Item 1. | Security and Issuer. |
The class of equity securities to which this Schedule 13D relates is the common stock, par value $0.001 per share (Common Stock), of Alliqua, Inc., a Florida corporation (Alliqua). The principal business address of Alliqua is 2150 Cabot Boulevard West, Langhorne, Pennsylvania, 19047.
Item 2. | Identity and Background. |
This statement is filed by Celgene Corporation, a Delaware corporation (Celgene). The principal business address of Celgene is 86 Morris Avenue, Summit, New Jersey 07093. Celgene is a global biopharmaceutical company primarily engaged in the discovery, development and commercialization of innovative therapies designed to treat cancer and immune-inflammatory related diseases. Set forth on Schedule A hereto, which is incorporated herein by reference, is the name, business address, principal occupation or employment and the name, principal business and address of any corporation or other organization in which such employment is conducted and citizenship of each of Celgenes directors and executive officers.

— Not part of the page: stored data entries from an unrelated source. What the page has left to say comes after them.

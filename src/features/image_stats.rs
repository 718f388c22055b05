//! Image statistics: brightness, contrast and histogram entropy.
//!
//! Rasters are first reduced by [`DOWNSAMPLE_FACTOR`] per axis with
//! nearest-neighbour sampling, which bounds the cost on high resolution
//! input. All three statistics are then derived from one 256-bin histogram.

use image::GrayImage;

use crate::error::TelemetryError;

/// Linear reduction per axis (area is reduced by its square).
pub const DOWNSAMPLE_FACTOR: u32 = 4;

const HISTOGRAM_BINS: usize = 256;

/// Intensity statistics of one greyscale image.
#[derive(Debug, Clone, Copy, PartialEq)]
pub struct ImageFeatures {
    /// Mean intensity.
    pub brightness: f64,
    /// Intensity standard deviation (population).
    pub contrast: f64,
    /// Shannon entropy of the intensity histogram, in bits.
    pub entropy: f64,
}

/// Nearest-neighbour downsample by `factor` per axis.
///
/// Output pixel `(x, y)` is input pixel `(x * factor, y * factor)`, giving a
/// `ceil(w / factor) x ceil(h / factor)` image.
pub fn downsample_nearest(image: &GrayImage, factor: u32) -> GrayImage {
    let factor = factor.max(1);
    let width = image.width().div_ceil(factor);
    let height = image.height().div_ceil(factor);
    GrayImage::from_fn(width, height, |x, y| *image.get_pixel(x * factor, y * factor))
}

pub fn histogram(image: &GrayImage) -> [u64; HISTOGRAM_BINS] {
    let mut bins = [0u64; HISTOGRAM_BINS];
    for &v in image.as_raw() {
        bins[v as usize] += 1;
    }
    bins
}

/// Shannon entropy `Σ p·log2(1/p)` of a histogram, skipping empty bins.
///
/// Written with `1/p` so a single occupied bin gives `+0.0`, not `-0.0`.
pub fn entropy_bits(bins: &[u64]) -> f64 {
    let total: u64 = bins.iter().sum();
    if total == 0 {
        return 0.0;
    }
    let total = total as f64;
    bins.iter()
        .filter(|&&count| count > 0)
        .map(|&count| {
            let p = count as f64 / total;
            p * (1.0 / p).log2()
        })
        .fold(0.0, |acc, term| acc + term)
}

/// Mean and population standard deviation from a histogram.
fn mean_std_dev(bins: &[u64]) -> (f64, f64) {
    let total: u64 = bins.iter().sum();
    if total == 0 {
        return (0.0, 0.0);
    }
    let total = total as f64;
    let mean = bins
        .iter()
        .enumerate()
        .map(|(value, &count)| value as f64 * count as f64)
        .sum::<f64>()
        / total;
    let variance = bins
        .iter()
        .enumerate()
        .map(|(value, &count)| {
            let d = value as f64 - mean;
            d * d * count as f64
        })
        .fold(0.0, |acc, term| acc + term)
        / total;
    (mean, variance.sqrt())
}

/// Compute brightness, contrast and entropy of a raster after downsampling.
pub fn image_features(image: &GrayImage) -> Result<ImageFeatures, TelemetryError> {
    if image.width() == 0 || image.height() == 0 {
        return Err(TelemetryError::MissingData("empty image raster"));
    }

    let reduced = downsample_nearest(image, DOWNSAMPLE_FACTOR);
    let bins = histogram(&reduced);
    let (brightness, contrast) = mean_std_dev(&bins);

    Ok(ImageFeatures {
        brightness,
        contrast,
        entropy: entropy_bits(&bins),
    })
}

During the past five years, neither Celgene, nor, to the knowledge of Celgene, any of the persons listed on Schedule A hereto, has been (i) convicted in a criminal proceeding (excluding traffic violations and similar misdemeanors), or (ii) a party to a civil proceeding of a judicial or administrative body of competent jurisdiction and as a result of such proceeding was or is subject to a judgment, decree or final order enjoining future violations of, or prohibiting or mandating activities subject to, federal or state securities laws or finding any violation with respect to such laws.
Item 3. | Source and Amount of Funds or Other Consideration. |
The information set forth or incorporated in Items 4 and 6 hereof are incorporated herein by reference.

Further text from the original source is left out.